What can one say of the bard of Bengalis across America that hasn’t been said? Sorry, I mean the bard of Rhode Island Bengali academics. She who represents them with dignity and poise and examines with a clinical eye the unhappiness and aspects of their daily lives with fine-tuned precision? Much of what I have to say has probably already been said.
I read The Lowlands by Jhumpa Lahiri with much of its plot already laid bare thanks to the extracts in the New Yorker. Two young brothers, often mistaken for one another, sharing their lives and as it would turn out their love, but distinct from one another.
Udayan the fiery, impetuous younger ones whose reckless path has repercussions for his entire family and Subhash the other side of that coin – cautious, pragmatic, the dutiful and responsible older brother.
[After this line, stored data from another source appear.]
use chrono::{DateTime, Utc};
use num_bigint::BigUint;
use std::fs::File;
use std::io::{BufWriter, Write};
use std::path::{Path, PathBuf};
use tracing::debug;

use crate::error::Result;
use crate::sequence::Trajectory;

/// ファイル名用のタイムスタンプ（UTC, YYYYDDD_HHMMSS 形式）
pub fn timestamp() -> String {
    format_timestamp(&Utc::now())
}

/// DDD は 1 月 1 日を 001 とする通日
pub fn format_timestamp(t: &DateTime<Utc>) -> String {
    t.format("%Y%j_%H%M%S").to_string()
}

/// ファイル名用に長い数を短縮する
pub fn short_n(n: &BigUint) -> String {
    let s = n.to_string();
    if s.len() <= 16 {
        s
    } else {
        format!("{}..{}d", &s[..6], s.len())
    }
}

/// 画面表示用に長い数を省略する
pub fn format_big(n: &BigUint) -> String {
    let s = n.to_string();
    if s.len() <= 50 {
        s
    } else {
        format!("{}...{} ({}桁)", &s[..20], &s[s.len() - 20..], s.len())
    }
}

/// step,value,digits（step 1 が開始値）
pub fn write_trajectory_csv(mut w: impl Write, trajectory: &Trajectory) -> std::io::Result<()> {
    writeln!(w, "step,value,digits")?;
    for (idx, value) in trajectory.points() {
        let s = value.to_string();
        writeln!(w, "{},{},{}", idx, s, s.len())?;
    }
    w.flush()
}

/// key = value 形式のサマリー
pub fn write_summary(mut w: impl Write, trajectory: &Trajectory) -> std::io::Result<()> {
    let (peak_step, peak) = trajectory.peak();
    writeln!(w, "# collatz-viz run")?;
    writeln!(w, "seed = {}", trajectory.seed)?;
    writeln!(w, "transformations = {}", trajectory.transformations())?;
    writeln!(w, "steps = {}", trajectory.reported_steps())?;
    writeln!(w, "peak = {}", peak)?;
    writeln!(w, "peak_step = {}", peak_step)?;
    writeln!(w, "peak_digits = {}", peak.to_string().len())?;
    writeln!(w, "reached_one = {}", trajectory.reached_one())?;
    writeln!(w, "processing_time_us = {:.3}", trajectory.elapsed.as_secs_f64() * 1e6)?;
    w.flush()
}

/// 保存したファイルのパス
#[derive(Debug, Clone, PartialEq, Eq)]
pub struct SavedRun {
    pub csv: PathBuf,
    pub summary: PathBuf,
}

/// dir 以下に軌道 CSV とサマリーを書き出す
pub fn save_run(dir: &Path, trajectory: &Trajectory) -> Result<SavedRun> {
    std::fs::create_dir_all(dir)?;
    let stem = format!("run_{}_{}", short_n(trajectory.seed.value()), timestamp());

    let csv = dir.join(format!("{}.csv", stem));
    write_trajectory_csv(BufWriter::new(File::create(&csv)?), trajectory)?;

    let summary = dir.join(format!("{}_summary.txt", stem));
    write_summary(BufWriter::new(File::create(&summary)?), trajectory)?;

    debug!(csv = %csv.display(), summary = %summary.display(), "run saved");
    Ok(SavedRun { csv, summary })
}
One swept up by the waves of the Naxalite movement in Calcutta of the 60s pursing an ideology and the other who lands on the shores of Rhode Island focusing on academics.
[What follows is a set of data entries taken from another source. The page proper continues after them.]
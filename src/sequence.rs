use num_bigint::{BigInt, BigUint};
use num_integer::Integer;
use num_traits::{One, Zero};
use std::time::{Duration, Instant};
use tracing::{debug, warn};

use crate::error::{CollatzError, Result};
use crate::validate::Seed;

/// 反復回数の既定上限
pub const DEFAULT_MAX_ITERATIONS: u64 = 1_000_000;

/// `run_sequence` の実行オプション
#[derive(Debug, Clone, Copy, PartialEq, Eq)]
pub struct SequenceOptions {
    /// 写像の適用回数の上限。None なら 1 に到達するまで回し続ける。
    pub max_iterations: Option<u64>,
}

impl Default for SequenceOptions {
    fn default() -> Self {
        SequenceOptions { max_iterations: Some(DEFAULT_MAX_ITERATIONS) }
    }
}

impl SequenceOptions {
    pub fn with_limit(limit: u64) -> Self {
        SequenceOptions { max_iterations: Some(limit) }
    }

    pub fn unbounded() -> Self {
        SequenceOptions { max_iterations: None }
    }
}

/// 1 回の軌道計算の結果
#[derive(Debug, Clone)]
pub struct Trajectory {
    /// 開始値
    pub seed: Seed,
    /// 開始値の次から 1 までの値（開始値は含まない）
    pub values: Vec<BigUint>,
    /// ループ部分のみの経過時間
    pub elapsed: Duration,
}

impl Trajectory {
    /// 写像の適用回数
    pub fn transformations(&self) -> u64 {
        self.values.len() as u64
    }

    /// 1 始まりのカウンタで数えたステップ数（= 点の数）。
    /// seed=1 でも 1 になる。
    pub fn reported_steps(&self) -> u64 {
        self.transformations() + 1
    }

    pub fn last(&self) -> &BigUint {
        self.values.last().unwrap_or_else(|| self.seed.value())
    }

    pub fn reached_one(&self) -> bool {
        self.last().is_one()
    }

    /// (ステップ番号, 値) の列。ステップ 1 が開始値。
    pub fn points(&self) -> impl Iterator<Item = (u64, &BigUint)> + '_ {
        std::iter::once((1, self.seed.value()))
            .chain(self.values.iter().enumerate().map(|(i, v)| (i as u64 + 2, v)))
    }

    /// 最大値とそれが最初に現れるステップ番号
    pub fn peak(&self) -> (u64, &BigUint) {
        let mut best = (1, self.seed.value());
        for (idx, v) in self.points() {
            if v > best.1 {
                best = (idx, v);
            }
        }
        best
    }
}

/// 1 ステップ: 偶数なら n/2、奇数なら 3n+1。n=0 は定義域外。
pub fn step(n: &BigUint) -> Result<BigUint> {
    if n.is_zero() {
        return Err(CollatzError::OutOfDomain { value: BigInt::ZERO });
    }
    Ok(step_positive(n))
}

#[inline]
fn step_positive(n: &BigUint) -> BigUint {
    if n.is_even() {
        n >> 1u32
    } else {
        n * 3u32 + 1u32
    }
}

/// u128 版の 1 ステップ。3n+1 がオーバーフローするなら None。
/// n >= 1 であること。
#[inline]
pub fn step_u128(n: u128) -> Option<u128> {
    if n % 2 == 0 {
        Some(n / 2)
    } else {
        n.checked_mul(3)?.checked_add(1)
    }
}

/// 開始値から 1 に到達するまでの軌道を計算する。
pub fn run_sequence(seed: &Seed, options: &SequenceOptions) -> Result<Trajectory> {
    run_loop(seed, options, None::<fn(u64, &BigUint)>)
}

/// 進捗コールバック付き軌道計算。
/// callback(step, value) を写像の適用ごとに呼ぶ（step は 1 始まりの適用回数）。
/// コールバックに掛かった時間は `elapsed` に含めない。
pub fn run_sequence_with_callback(
    seed: &Seed,
    options: &SequenceOptions,
    callback: impl FnMut(u64, &BigUint),
) -> Result<Trajectory> {
    run_loop(seed, options, Some(callback))
}

fn run_loop(
    seed: &Seed,
    options: &SequenceOptions,
    mut callback: Option<impl FnMut(u64, &BigUint)>,
) -> Result<Trajectory> {
    let timer = Instant::now();
    let mut in_callback = Duration::ZERO;
    let mut current = seed.value().clone();
    let mut values: Vec<BigUint> = Vec::new();
    let mut steps = 0u64;

    while !current.is_one() {
        if let Some(limit) = options.max_iterations {
            if steps >= limit {
                warn!(seed = %seed, limit, "iteration limit reached before 1");
                return Err(CollatzError::IterationLimit { seed: seed.value().clone(), limit });
            }
        }

        current = step_positive(&current);
        steps += 1;
        if let Some(cb) = callback.as_mut() {
            let paused = Instant::now();
            cb(steps, &current);
            in_callback += paused.elapsed();
        }
        values.push(current.clone());
    }
    let elapsed = timer.elapsed().saturating_sub(in_callback);

    debug!(
        seed_digits = seed.digits(),
        transformations = steps,
        elapsed_us = elapsed.as_micros() as u64,
        "sequence finished"
    );

    Ok(Trajectory { seed: seed.clone(), values, elapsed })
}

/// 値を保存せずに 1 までの適用回数だけを数える。
/// 上限に達したら None。n=0 は収束しないので None。
pub fn total_stopping_time_u64(n: u64, max_iterations: Option<u64>) -> Option<u64> {
    total_stopping_time_u128(n as u128, max_iterations)
}

/// u128 演算で回し、オーバーフローしたら BigUint にフォールバックする。
pub(crate) fn total_stopping_time_u128(n: u128, max_iterations: Option<u64>) -> Option<u64> {
    if n == 0 {
        return None;
    }
    let limit = max_iterations.unwrap_or(u64::MAX);
    let mut current = n;
    let mut steps = 0u64;

    // Phase 1: u128
    while current != 1 {
        if steps >= limit {
            return None;
        }
        match step_u128(current) {
            Some(next) => {
                current = next;
                steps += 1;
            }
            None => break,
        }
    }
    if current == 1 {
        return Some(steps);
    }

    // Phase 2: BigUint
    let mut big = BigUint::from(current);
    while !big.is_one() {
        if steps >= limit {
            return None;
        }
        big = step_positive(&big);
        steps += 1;
    }
    Some(steps)
}

#[cfg(test)]
mod tests {
    use super::*;
    use proptest::prelude::*;

    fn seed(n: u64) -> Seed {
        Seed::try_from(n).unwrap()
    }

    fn big(n: u64) -> BigUint {
        BigUint::from(n)
    }

    #[test]
    fn test_step_cases() {
        assert_eq!(step(&big(7)).unwrap(), big(22));
        assert_eq!(step(&big(22)).unwrap(), big(11));
        assert_eq!(step(&big(1)).unwrap(), big(4));
    }

    #[test]
    fn test_step_zero_out_of_domain() {
        assert!(matches!(step(&BigUint::zero()), Err(CollatzError::OutOfDomain { .. })));
    }

    #[test]
    fn test_step_u128_overflow() {
        assert_eq!(step_u128(u128::MAX), None);
        assert_eq!(step_u128(u128::MAX - 1), Some(u128::MAX / 2));
        assert_eq!(step_u128(7), Some(22));
    }

    #[test]
    fn test_seed_one() {
        let t = run_sequence(&seed(1), &SequenceOptions::default()).unwrap();
        assert!(t.values.is_empty());
        assert_eq!(t.transformations(), 0);
        assert_eq!(t.reported_steps(), 1);
        assert!(t.reached_one());
        assert_eq!(t.peak(), (1, &big(1)));
    }

    #[test]
    fn test_seed_6() {
        let t = run_sequence(&seed(6), &SequenceOptions::default()).unwrap();
        let expected: Vec<BigUint> = [3u64, 10, 5, 16, 8, 4, 2, 1].iter().map(|&v| big(v)).collect();
        assert_eq!(t.values, expected);
        assert_eq!(t.transformations(), 8);
        assert_eq!(t.reported_steps(), 9);
        assert_eq!(t.peak(), (5, &big(16)));
    }

    #[test]
    fn test_points_numbering() {
        let t = run_sequence(&seed(6), &SequenceOptions::default()).unwrap();
        let pts: Vec<(u64, u64)> = t.points()
            .map(|(i, v)| (i, v.to_u64_digits().first().copied().unwrap_or(0)))
            .collect();
        assert_eq!(pts.first(), Some(&(1, 6)));
        assert_eq!(pts.get(1), Some(&(2, 3)));
        assert_eq!(pts.last(), Some(&(9, 1)));
        assert_eq!(pts.len() as u64, t.reported_steps());
    }

    #[test]
    fn test_iteration_limit() {
        // 27 は 111 回で 1 に到達
        assert!(run_sequence(&seed(27), &SequenceOptions::with_limit(111)).is_ok());
        match run_sequence(&seed(27), &SequenceOptions::with_limit(110)) {
            Err(CollatzError::IterationLimit { seed, limit }) => {
                assert_eq!(seed, big(27));
                assert_eq!(limit, 110);
            }
            other => panic!("expected IterationLimit, got {:?}", other.map(|t| t.transformations())),
        }
        assert!(run_sequence(&seed(1), &SequenceOptions::with_limit(0)).is_ok());
    }

    #[test]
    fn test_callback_count_matches() {
        let mut calls = 0u64;
        let mut last_step = 0u64;
        let t = run_sequence_with_callback(&seed(97), &SequenceOptions::unbounded(), |s, _| {
            calls += 1;
            assert_eq!(s, last_step + 1);
            last_step = s;
        })
        .unwrap();
        assert_eq!(calls, t.transformations());
        assert_eq!(t.transformations(), 118);
    }

    #[test]
    fn test_callback_time_excluded() {
        let t = run_sequence_with_callback(&seed(6), &SequenceOptions::default(), |_, _| {
            std::thread::sleep(Duration::from_millis(10));
        })
        .unwrap();
        assert_eq!(t.transformations(), 8);
        // コールバックだけで 80ms 以上掛かっている
        assert!(t.elapsed < Duration::from_millis(40), "elapsed={:?}", t.elapsed);
    }

    #[test]
    fn test_stopping_time_matches_trajectory() {
        for n in 1u64..=2000 {
            let t = run_sequence(&seed(n), &SequenceOptions::default()).unwrap();
            assert_eq!(total_stopping_time_u64(n, None), Some(t.transformations()), "n={}", n);
        }
        assert_eq!(total_stopping_time_u64(0, None), None);
        assert_eq!(total_stopping_time_u64(27, Some(110)), None);
    }

    #[test]
    fn test_stopping_time_biguint_fallback() {
        // 3n+1 が u128 をはみ出す奇数
        let n: u128 = (1u128 << 127) + 1;
        let s = Seed::try_from(BigUint::from(n)).unwrap();
        let t = run_sequence(&s, &SequenceOptions::unbounded()).unwrap();
        assert_eq!(total_stopping_time_u128(n, None), Some(t.transformations()));
    }

    proptest! {
        #[test]
        fn prop_step_parity(n in 1u64..u64::MAX / 4) {
            let next = step(&big(n)).unwrap();
            if n % 2 == 0 {
                prop_assert_eq!(next, big(n / 2));
            } else {
                prop_assert_eq!(next, big(3 * n + 1));
            }
            prop_assert_eq!(step_u128(n as u128), Some(if n % 2 == 0 { n as u128 / 2 } else { 3 * n as u128 + 1 }));
        }
    }
}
A tragic but not unexpected turn of events leads to Udayan’s death in the marshy lowlands of Tollygunge, and leaves his shattered family – Gauri, his pregnant wife, heartbroken parents and absent brother to pick up the pieces. Much of the story reflects on the personal and each of these characters dealing with that void, sense of loss, memory and isolation – often self-inflicted.
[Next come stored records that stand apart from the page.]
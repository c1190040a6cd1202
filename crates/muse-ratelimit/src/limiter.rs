use std::collections::HashMap;
use std::time::Duration;

use muse_config::{RateLimitConfig, RateLimitStorage};
use muse_core::OperationClass;
use strum::IntoEnumIterator;

use crate::{
    error::RateLimitError,
    storage::{memory::MemoryLimiter, redis::RedisLimiter},
};

/// Per-user, per-operation-class rate limiter
///
/// One limiter per class, built up-front from configuration. Classes
/// share nothing: exhausting the image bucket does not affect text
/// operations for the same user.
pub struct OperationLimiter {
    limiters: HashMap<OperationClass, Limiter>,
}

enum Limiter {
    Memory(MemoryLimiter),
    Redis(RedisLimiter),
}

impl OperationLimiter {
    /// Create from configuration
    pub fn new(config: &RateLimitConfig) -> Result<Self, RateLimitError> {
        let mut limiters = HashMap::new();

        for class in OperationClass::iter() {
            let limit = config.class_limit(&class.to_string());
            let window = parse_window(&limit.window)?;

            let limiter = match &config.storage {
                RateLimitStorage::Memory => Limiter::Memory(MemoryLimiter::new(limit.requests, window)?),
                RateLimitStorage::Redis(redis_config) => {
                    Limiter::Redis(RedisLimiter::new(redis_config.url.as_str(), limit.requests, window)?)
                }
            };

            limiters.insert(class, limiter);
        }

        Ok(Self { limiters })
    }

    /// Atomically consume one slot for `(user, class)`
    ///
    /// # Errors
    ///
    /// `RateLimitError::Exceeded` with the retry delay when the user has
    /// exhausted the class bucket, or a storage error
    pub async fn check(&self, user_id: &str, class: OperationClass) -> Result<(), RateLimitError> {
        let limiter = self
            .limiters
            .get(&class)
            .ok_or_else(|| RateLimitError::Config(format!("no limiter for class '{class}'")))?;

        let result = match limiter {
            Limiter::Memory(m) => m.check(user_id),
            Limiter::Redis(r) => r.check(&format!("{class}:{user_id}")).await,
        };

        if let Err(RateLimitError::Exceeded { retry_after }) = &result {
            tracing::debug!(user_id, class = %class, retry_after, "rate limit exceeded");
        }

        result
    }
}

fn parse_window(s: &str) -> Result<Duration, RateLimitError> {
    duration_str::parse(s).map_err(|e| RateLimitError::Config(format!("invalid duration '{s}': {e}")))
}

#[cfg(test)]
mod tests {
    use muse_config::ClassRateLimit;

    use super::*;

    fn config_with_image_limit(requests: u32) -> RateLimitConfig {
        let mut config = RateLimitConfig::default();
        config.classes.insert(
            OperationClass::AiImage.to_string(),
            ClassRateLimit {
                requests,
                window: "1m".to_owned(),
            },
        );
        config
    }

    #[tokio::test]
    async fn classes_are_independent_buckets() {
        let limiter = OperationLimiter::new(&config_with_image_limit(1)).unwrap();

        limiter.check("usr_1", OperationClass::AiImage).await.unwrap();
        let err = limiter.check("usr_1", OperationClass::AiImage).await.unwrap_err();
        assert!(matches!(err, RateLimitError::Exceeded { .. }));

        // Text bucket still open for the same user
        limiter.check("usr_1", OperationClass::AiBio).await.unwrap();
    }

    #[tokio::test]
    async fn users_are_independent() {
        let limiter = OperationLimiter::new(&config_with_image_limit(1)).unwrap();

        limiter.check("usr_1", OperationClass::AiImage).await.unwrap();
        limiter.check("usr_2", OperationClass::AiImage).await.unwrap();
    }
}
For a story that encompasses the personal and political, crosses decades in the telling, and flits between the past and the present this is Lahiri’s most ambitious work. Her elliptical and well-structured storyline clearly show her formidable power as a writer. However her strengths as short story writer with the ability to detail people’s humdrum lives and hints at other realities, don’t help much in writing a longer novel.
Her characters are boxed into fit the tropes predetermined in the narrative arc and all seem to be cut from the same dreary cloth with the tone never varying for any of the principal characters ever. Forget drama (maybe that’s the preserve of Punjabis) there is never a laugh, a chuckle or even a rare smile fill her pages. I would balk at encountering any one of them in real life. But then again, pontificating Phds I actually do avoid in real life.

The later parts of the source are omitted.